Rules of Life: Finding Moral Ways to Make Our Livings
The farmer and poet Wendell Berry has told us we’d solve our environmental problems if we found moral ways to make our livings. I’m beginning to feel guilty because I’ve been thinking about this bit of advice for nigh onto ten years and haven’t come up with much. It’s not that I make my living in an immoral way. When my corporate career floundered, I decided to start studying and writing rather than rescuing that career or finding another way to make a high income. I’ve lived with a gradually decreasing standard of living since then, bottoming out only by the generosity of my late parents and my sister and some friends.
I’m also stuck. I’m not able to make the sorts of changes in my life I’d like. If it were up to me, I’d be studying and writing and gardening on a small plot with a small house somewhere in a rural area. I’d be trying to train myself to live on a daily diet which has little pre-processed food in it, to purchase fewer useless things of the sorts which fill American houses, to treasure and care for the things I do possess.
As it is, I am trying — with only partial success — to live more simply. It’s a matter of attention as it always is for human beings who’ve gone astray. We’re creatures of moral intention and that means we’re creatures of moral actions, not of noble sentiments or grandiose plans of reform. In Thomistic terms, intention means not what it means to modern moral philosophers or psychologists but rather what it means to lawyers when our imperfect human systems of justice are functioning fairly well. If you drink and then get behind the wheel of a car, you act with (Thomistic) intent to kill. If you discipline your children with insults or use of subjective guilt feelings, you act with the intent of crippling their moral development.
To live more simply is part of traveling a moral path proper to a human being. To live more simply allows you to live with greater deliberation, to live with greater attention. One of the ways to achieve some peace in the modern world is to let yourself be lulled into a state of sleepwalking, the state of life that St. Paul warned us against. It’s in the details that we’re alert and aware, paying attention to what lies around us and to our own actions.
And we have a chicken-and-egg problem. We can’t just decide to pay attention and find ourselves suddenly awake and alert. In a sense, that sort of alertness is part of the goal, part of a state of being we can’t achieve perfectly after a life of practice. I return to the Thomistic idea of intention.
Take a short time each day to just think about what you’ve done that day and what you plan to do the next day. Look around at the products you use and think of how much time it took to earn the money for those, to shop for them, to use them.
Just a small example: maybe you’d be better off using handkerchiefs and bandannas rather than running through boxes of disposable facial tissues? Certainly, disposable tissues can be useful to stop the spread of serious colds or other respiratory infections but would we be better off with washable cloth when we simply clear our noses after working in a dusty cellar or during pollen season?

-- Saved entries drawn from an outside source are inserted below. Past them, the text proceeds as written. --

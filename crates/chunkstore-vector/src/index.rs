//! Vector index provisioning and search parameter defaults

use crate::backend::VectorBackend;
use crate::schema::EMBEDDING_FIELD;
use chunkstore_core::{IndexParams, Result, SearchParams, StoreError};
use serde_json::{json, Map, Value};
use tracing::{info, warn};

/// Metric used by the built-in index choices
pub const DEFAULT_METRIC: &str = "IP";

/// HNSW index with fixed construction parameters
pub fn hnsw_index_params() -> IndexParams {
    IndexParams {
        index_type: "HNSW".to_string(),
        metric_type: DEFAULT_METRIC.to_string(),
        params: params(json!({"M": 8, "efConstruction": 64})),
    }
}

/// Index type picked by the backend itself
pub fn auto_index_params() -> IndexParams {
    IndexParams {
        index_type: "AUTOINDEX".to_string(),
        metric_type: DEFAULT_METRIC.to_string(),
        params: Map::new(),
    }
}

/// Search parameters used when no index information is available
pub fn fallback_search_params() -> SearchParams {
    SearchParams {
        metric_type: DEFAULT_METRIC.to_string(),
        params: params(json!({"ef": 10})),
    }
}

fn params(value: Value) -> Map<String, Value> {
    match value {
        Value::Object(map) => map,
        _ => Map::new(),
    }
}

/// Default search parameters for an index, keeping its metric
pub fn default_search_params(index: &IndexParams) -> SearchParams {
    let tuning = match index.index_type.to_uppercase().as_str() {
        "IVF_FLAT" | "IVF_SQ8" | "IVF_PQ" => json!({"nprobe": 10}),
        "HNSW" | "RHNSW_FLAT" | "RHNSW_SQ" | "RHNSW_PQ" => json!({"ef": 10}),
        "IVF_HNSW" => json!({"nprobe": 10, "ef": 10}),
        "ANNOY" => json!({"search_k": 10}),
        "AUTOINDEX" => json!({}),
        other => {
            warn!(index_type = %other, "Unknown index type, using empty search parameters");
            json!({})
        }
    };

    SearchParams {
        metric_type: index.metric_type.clone(),
        params: params(tuning),
    }
}

/// Make sure the vector field of `collection` is indexed
///
/// An existing index is returned as is. Otherwise operator parameters are
/// used verbatim when given; without them an HNSW index is attempted first
/// and `AUTOINDEX` is used if the backend rejects it.
pub async fn ensure_vector_index(
    backend: &dyn VectorBackend,
    collection: &str,
    operator_params: Option<&IndexParams>,
) -> Result<IndexParams> {
    let indexes = backend.describe_indexes(collection).await?;
    if let Some(existing) = indexes.iter().find(|i| i.field_name == EMBEDDING_FIELD) {
        info!(
            collection = %collection,
            index_type = %existing.params.index_type,
            "Index already exists"
        );
        return Ok(existing.params.clone());
    }

    if let Some(params) = operator_params {
        info!(collection = %collection, index_type = %params.index_type, "Create Milvus index");
        backend
            .create_index(collection, EMBEDDING_FIELD, params)
            .await
            .map_err(|e| StoreError::IndexError(format!("Configured index rejected: {e}")))?;
        return Ok(params.clone());
    }

    let hnsw = hnsw_index_params();
    info!(collection = %collection, "Attempting creation of Milvus HNSW index");
    match backend.create_index(collection, EMBEDDING_FIELD, &hnsw).await {
        Ok(()) => {
            info!(collection = %collection, "Creation of Milvus HNSW index successful");
            Ok(hnsw)
        }
        Err(e) => {
            warn!(
                collection = %collection,
                error = %e,
                "HNSW index rejected, attempting creation of Milvus default index"
            );
            let auto = auto_index_params();
            backend
                .create_index(collection, EMBEDDING_FIELD, &auto)
                .await
                .map_err(|e| StoreError::IndexError(format!("Default index rejected: {e}")))?;
            info!(collection = %collection, "Creation of Milvus default index successful");
            Ok(auto)
        }
    }
}

#[cfg(test)]
mod tests {
    use super::*;
    use crate::memory::MemoryBackend;
    use crate::schema::{SchemaRegistry, SchemaVersion};
    use chunkstore_core::ConsistencyLevel;

    async fn backend_with_collection(backend: &MemoryBackend) {
        let registry = SchemaRegistry::new(4);
        backend
            .create_collection(
                "c",
                &registry.collection_schema(SchemaVersion::V2),
                ConsistencyLevel::Strong,
            )
            .await
            .unwrap();
    }

    #[test]
    fn test_default_search_params_table() {
        let mut index = hnsw_index_params();
        assert_eq!(default_search_params(&index).params["ef"], 10);

        index.index_type = "IVF_SQ8".into();
        index.metric_type = "L2".into();
        let search = default_search_params(&index);
        assert_eq!(search.params["nprobe"], 10);
        assert_eq!(search.metric_type, "L2");

        index.index_type = "IVF_HNSW".into();
        let search = default_search_params(&index);
        assert_eq!(search.params.len(), 2);

        index.index_type = "ANNOY".into();
        assert_eq!(default_search_params(&index).params["search_k"], 10);

        assert!(default_search_params(&auto_index_params()).params.is_empty());
    }

    #[tokio::test]
    async fn test_hnsw_is_first_choice() {
        let backend = MemoryBackend::new();
        backend_with_collection(&backend).await;

        let params = ensure_vector_index(&backend, "c", None).await.unwrap();
        assert_eq!(params.index_type, "HNSW");
        assert_eq!(params.params["M"], 8);
        assert_eq!(params.params["efConstruction"], 64);
    }

    #[tokio::test]
    async fn test_falls_back_to_autoindex() {
        let backend = MemoryBackend::new().reject_index_type("HNSW");
        backend_with_collection(&backend).await;

        let params = ensure_vector_index(&backend, "c", None).await.unwrap();
        assert_eq!(params.index_type, "AUTOINDEX");

        let indexes = backend.describe_indexes("c").await.unwrap();
        assert_eq!(indexes.len(), 1);
        assert_eq!(indexes[0].params.index_type, "AUTOINDEX");
    }

    #[tokio::test]
    async fn test_operator_params_used_verbatim() {
        let backend = MemoryBackend::new();
        backend_with_collection(&backend).await;

        let custom = IndexParams {
            index_type: "IVF_FLAT".into(),
            metric_type: "L2".into(),
            params: params(json!({"nlist": 256})),
        };
        let params = ensure_vector_index(&backend, "c", Some(&custom)).await.unwrap();
        assert_eq!(params, custom);

        // an existing index wins over anything configured
        let again = ensure_vector_index(&backend, "c", Some(&hnsw_index_params()))
            .await
            .unwrap();
        assert_eq!(again.index_type, "IVF_FLAT");
    }
}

Pay attention to the little things. Think of it this way for now: we forge our own chains a little link at a time.
I’ll leave matters there for a while. I’m not sure I’ll come up with any answers to help me or others to actually form new ways of living. We need to feed and cloth and shelter ourselves, we need to provide ourselves with entertainment and some luxuries, but we need to do so in moral ways, ways that better reflect the sorts of creatures we are. We need to dare to change our lives and to start forming news ways of living. We need courageous experimenters and it’ll probably be easier for some of us to adopt the spirit of innovation if our various crises continue to grow. We may soon have the painful benefit of courage born of desperation.